■ About this exercise:
From the line with "below one row." through the final line below, restate each line word for word and return nothing else.
----- Data to examine
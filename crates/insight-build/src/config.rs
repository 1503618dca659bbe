//! Configuration for graph construction.

use serde::Deserialize;

/// Construction settings.
///
/// Loaded from the `[build]` section of `insight.toml` or
/// `INSIGHT__BUILD__*` environment variables.
#[derive(Debug, Clone, Deserialize, PartialEq)]
pub struct BuildConfig {
    /// Rows per transaction.
    #[serde(default = "default_batch_size")]
    pub batch_size: usize,

    /// Write entity types concurrently. Relationships still wait for all of
    /// them.
    #[serde(default)]
    pub parallel_entities: bool,

    /// Upper bound on entity types written at once in parallel mode.
    #[serde(default = "default_max_concurrent")]
    pub max_concurrent_entities: usize,

    /// Replay a failed batch one row per transaction to find the bad rows.
    #[serde(default = "default_true")]
    pub isolate_failed_batches: bool,

    /// Delete every node and relationship before building.
    #[serde(default)]
    pub clear_before_build: bool,

    /// Query graph statistics after the build.
    #[serde(default = "default_true")]
    pub collect_statistics: bool,
}

fn default_batch_size() -> usize {
    1000
}

fn default_max_concurrent() -> usize {
    4
}

fn default_true() -> bool {
    true
}

impl Default for BuildConfig {
    fn default() -> Self {
        Self {
            batch_size: default_batch_size(),
            parallel_entities: false,
            max_concurrent_entities: default_max_concurrent(),
            isolate_failed_batches: true,
            clear_before_build: false,
            collect_statistics: true,
        }
    }
}

impl BuildConfig {
    pub fn with_batch_size(mut self, batch_size: usize) -> Self {
        self.batch_size = batch_size;
        self
    }

    pub fn with_parallel_entities(mut self, parallel: bool) -> Self {
        self.parallel_entities = parallel;
        self
    }

    pub fn with_clear_before_build(mut self, clear: bool) -> Self {
        self.clear_before_build = clear;
        self
    }

    /// Batch size never drops below one row.
    pub fn effective_batch_size(&self) -> usize {
        self.batch_size.max(1)
    }
}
----------
■ Solved problem:
    /// Batch size never drops below one row.
    pub fn effective_batch_size(&self) -> usize {
        self.batch_size.max(1)
    }
}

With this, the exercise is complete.